# Ampeg Gemini I -- info?



## Guest (May 23, 2008)

I know there are a couple of Ampeg/Traynor guys hanging out here. Anyone want to tell me more about the Gemini I? I read up on it on the world wide web but would like to hear from some people here who might have played one. Is it hard to find tubes for them? Is there a modern replacement for the 7951A power amp tube it uses?

What's the going rate for a clean one with the original Jensen and tubes? I'm thinking ~$700 but it's an uneducated guesstimate.


----------



## jv100k (Feb 29, 2008)

I have 3 65 blue check Gemini 1's my favourite amp period and you don't wanna know how many classics i have:smile:20 ish cathode biased watts great reverb and trem and the best designed cab in it's class.7591's are avaiable from EH and JJ got all mine for 3-400.i could go on and on....... pm me.
Just gigged this one this afternoon in Niagara falls.hint:the black tolex models from late 67 are PCB and not handwired the sweetspot is 65-66


----------



## Guest (May 25, 2008)

Nice. That's almost 1/3 the price the guy has valued his Gemini at (he said $900 USD). Sounds like a sweet amp but overvalued on this trade offer.

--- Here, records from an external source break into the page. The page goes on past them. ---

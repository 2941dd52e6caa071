//! Latest-quote store
//!
//! The in-process map is always written first and is the read path for this
//! process. An optional external backend receives write-through copies and
//! seeds the map on warm-up. When the backend stops answering, the cache keeps
//! serving from the map and raises the degraded signal (log + metric) until a
//! probe succeeds again.
//!
//! The ingest path never waits on the backend: [`QuoteCache::persist_in_background`]
//! hands the write to a per-symbol writer task that coalesces to the newest quote.

use dashmap::mapref::entry::Entry;
use dashmap::DashMap;
use std::sync::atomic::{AtomicBool, Ordering};
use std::sync::Arc;
use std::time::Duration;
use tracing::{debug, info, warn};

use super::backend::CacheBackend;
use crate::coordination::{Clock, SharedClock, ShutdownToken};
use crate::domain::Quote;
use crate::error::CacheError;
use crate::services::Metrics;

/// How long the backend keeps a quote row; staleness is judged from `received_at`
const BACKEND_ENTRY_TTL: Duration = Duration::from_secs(3600);

fn backend_key(symbol: &str) -> String {
    format!("quote:{}", symbol)
}

pub struct QuoteCache {
    quotes: DashMap<String, Quote>,
    /// Symbols with a writer task running; `Some` is the next quote it will write
    pending_writes: DashMap<String, Option<Quote>>,
    backend: Option<Arc<dyn CacheBackend>>,
    ttl_ms: u64,
    backend_timeout: Duration,
    degraded: AtomicBool,
    clock: SharedClock,
    metrics: Arc<Metrics>,
}

impl QuoteCache {
    /// In-process cache with no external backend
    pub fn in_memory(ttl_ms: u64, clock: SharedClock, metrics: Arc<Metrics>) -> Self {
        Self::new(None, ttl_ms, Duration::from_millis(250), clock, metrics)
    }

    pub fn new(
        backend: Option<Arc<dyn CacheBackend>>,
        ttl_ms: u64,
        backend_timeout: Duration,
        clock: SharedClock,
        metrics: Arc<Metrics>,
    ) -> Self {
        Self {
            quotes: DashMap::new(),
            pending_writes: DashMap::new(),
            backend,
            ttl_ms,
            backend_timeout,
            degraded: AtomicBool::new(false),
            clock,
            metrics,
        }
    }

    pub fn ttl_ms(&self) -> u64 {
        self.ttl_ms
    }

    pub fn is_degraded(&self) -> bool {
        self.degraded.load(Ordering::SeqCst)
    }

    pub fn backend_name(&self) -> &'static str {
        self.backend.as_ref().map(|b| b.name()).unwrap_or("none")
    }

    /// Store a quote locally and write it through to the backend
    pub async fn set(&self, symbol: &str, quote: Quote) {
        self.set_local(symbol, quote.clone());
        self.persist(symbol, &quote).await;
    }

    /// Local write only; last write wins per symbol
    pub fn set_local(&self, symbol: &str, quote: Quote) {
        self.quotes.insert(symbol.to_string(), quote);
    }

    /// Write-through to the backend. Skipped while degraded.
    pub async fn persist(&self, symbol: &str, quote: &Quote) {
        let Some(backend) = self.usable_backend() else {
            return;
        };
        let value = match serde_json::to_value(quote) {
            Ok(v) => v,
            Err(e) => {
                warn!(symbol = %symbol, "Failed to encode quote for cache backend: {}", e);
                return;
            }
        };

        let result = self
            .with_timeout(backend.set(&backend_key(symbol), value, BACKEND_ENTRY_TTL))
            .await;
        if let Err(e) = result {
            self.enter_degraded(&e);
        }
    }

    /// Queue a write-through without waiting for it. At most one write per
    /// symbol is in flight; quotes arriving meanwhile replace each other.
    pub fn persist_in_background(self: &Arc<Self>, symbol: &str, quote: Quote) {
        if self.usable_backend().is_none() {
            return;
        }
        match self.pending_writes.entry(symbol.to_string()) {
            Entry::Occupied(mut queued) => {
                queued.insert(Some(quote));
                return;
            }
            Entry::Vacant(idle) => {
                idle.insert(None);
            }
        }

        let cache = Arc::clone(self);
        let symbol = symbol.to_string();
        tokio::spawn(async move {
            cache.drain_writes(symbol, quote).await;
        });
    }

    async fn drain_writes(&self, symbol: String, mut quote: Quote) {
        loop {
            self.persist(&symbol, &quote).await;

            let next = match self.pending_writes.entry(symbol.clone()) {
                Entry::Occupied(mut queued) => match queued.get_mut().take() {
                    Some(next) => next,
                    None => {
                        queued.remove();
                        return;
                    }
                },
                Entry::Vacant(_) => return,
            };
            quote = next;
        }
    }

    /// Latest quote for `symbol` and whether it is stale
    pub async fn get(&self, symbol: &str) -> Option<(Quote, bool)> {
        if let Some(hit) = self.peek(symbol) {
            return Some(hit);
        }

        let quote = self.load_from_backend(symbol).await?;
        self.quotes
            .entry(symbol.to_string())
            .or_insert_with(|| quote.clone());
        let stale = quote.is_stale(self.clock.utc_now(), self.ttl_ms);
        Some((quote, stale))
    }

    /// Local-only lookup, never touches the backend
    pub fn peek(&self, symbol: &str) -> Option<(Quote, bool)> {
        let now = self.clock.utc_now();
        self.quotes.get(symbol).map(|q| {
            let stale = q.is_stale(now, self.ttl_ms);
            (q.clone(), stale)
        })
    }

    /// Seed the local map from the backend. Returns how many symbols were loaded.
    pub async fn warm(&self, symbols: &[String]) -> usize {
        if self.usable_backend().is_none() {
            return 0;
        }

        let mut loaded = 0;
        for symbol in symbols {
            let Some(quote) = self.load_from_backend(symbol).await else {
                if self.is_degraded() {
                    break;
                }
                continue;
            };

            // Never overwrite a newer live quote with a backend copy
            let mut inserted = false;
            self.quotes
                .entry(symbol.clone())
                .and_modify(|existing| {
                    if quote.received_at > existing.received_at {
                        *existing = quote.clone();
                        inserted = true;
                    }
                })
                .or_insert_with(|| {
                    inserted = true;
                    quote.clone()
                });
            if inserted {
                loaded += 1;
            }
        }

        debug!(requested = symbols.len(), loaded, "Quote cache warmed");
        loaded
    }

    pub fn symbols(&self) -> Vec<String> {
        self.quotes.iter().map(|e| e.key().clone()).collect()
    }

    pub fn len(&self) -> usize {
        self.quotes.len()
    }

    pub fn is_empty(&self) -> bool {
        self.quotes.is_empty()
    }

    /// Check the backend and leave degraded mode if it answers. Returns true when healthy.
    pub async fn probe_backend(&self) -> bool {
        let Some(backend) = self.backend.as_ref() else {
            return true;
        };

        match self.with_timeout(backend.ping()).await {
            Ok(()) => {
                if self.degraded.swap(false, Ordering::SeqCst) {
                    self.metrics.set_cache_degraded(false);
                    info!(
                        backend = backend.name(),
                        "Quote cache backend reachable again, leaving degraded mode"
                    );
                    self.resync().await;
                }
                true
            }
            Err(e) => {
                self.enter_degraded(&e);
                false
            }
        }
    }

    /// Periodic probe until shutdown
    pub async fn run_probe_loop(self: Arc<Self>, interval: Duration, mut shutdown: ShutdownToken) {
        if self.backend.is_none() {
            return;
        }
        let mut ticker = tokio::time::interval(interval);
        ticker.set_missed_tick_behavior(tokio::time::MissedTickBehavior::Delay);

        loop {
            tokio::select! {
                _ = ticker.tick() => {
                    if self.is_degraded() {
                        self.probe_backend().await;
                    }
                }
                _ = shutdown.cancelled() => break,
            }
        }
    }

    /// Push the local map to the backend after recovery
    async fn resync(&self) {
        let snapshot: Vec<(String, Quote)> = self
            .quotes
            .iter()
            .map(|e| (e.key().clone(), e.value().clone()))
            .collect();
        for (symbol, quote) in snapshot {
            self.persist(&symbol, &quote).await;
            if self.is_degraded() {
                break;
            }
        }
    }

    fn usable_backend(&self) -> Option<&Arc<dyn CacheBackend>> {
        if self.is_degraded() {
            return None;
        }
        self.backend.as_ref()
    }

    async fn load_from_backend(&self, symbol: &str) -> Option<Quote> {
        let backend = self.usable_backend()?;
        match self.with_timeout(backend.get(&backend_key(symbol))).await {
            Ok(Some(value)) => match serde_json::from_value::<Quote>(value) {
                Ok(q) => Some(q),
                Err(e) => {
                    warn!(symbol = %symbol, "Discarding undecodable cached quote: {}", e);
                    None
                }
            },
            Ok(None) => None,
            Err(e) => {
                self.enter_degraded(&e);
                None
            }
        }
    }

    async fn with_timeout<T>(
        &self,
        fut: impl std::future::Future<Output = Result<T, CacheError>>,
    ) -> Result<T, CacheError> {
        match tokio::time::timeout(self.backend_timeout, fut).await {
            Ok(result) => result,
            Err(_) => Err(CacheError::Timeout(self.backend_timeout.as_millis() as u64)),
        }
    }

    fn enter_degraded(&self, error: &CacheError) {
        self.metrics
            .cache_backend_errors
            .fetch_add(1, Ordering::Relaxed);
        if !self.degraded.swap(true, Ordering::SeqCst) {
            self.metrics.set_cache_degraded(true);
            warn!(
                backend = self.backend_name(),
                error = %error,
                "Quote cache backend unreachable, DEGRADED to in-process map"
            );
        }
    }
}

Thanks for the tip!


----------



## jv100k (Feb 29, 2008)

they should be valued up with Blackface Deluxes because they are every bit as tonefull but they simply aren't(thank god).Made to compete with the Deluxe reverb they were made in large quanities being only second to Fender for volume of production at that time.
I've all but given up on trading. people tend to have a delusional idealization about what they have and pick your end apart to come out on top.


----------



## rwe333 (Feb 18, 2006)

BEAUTIFUL amps! Love the Gemini I and have owned a few. 
$500-750 seems about right (a steal, mind you). 
Gorgeous tones.


----------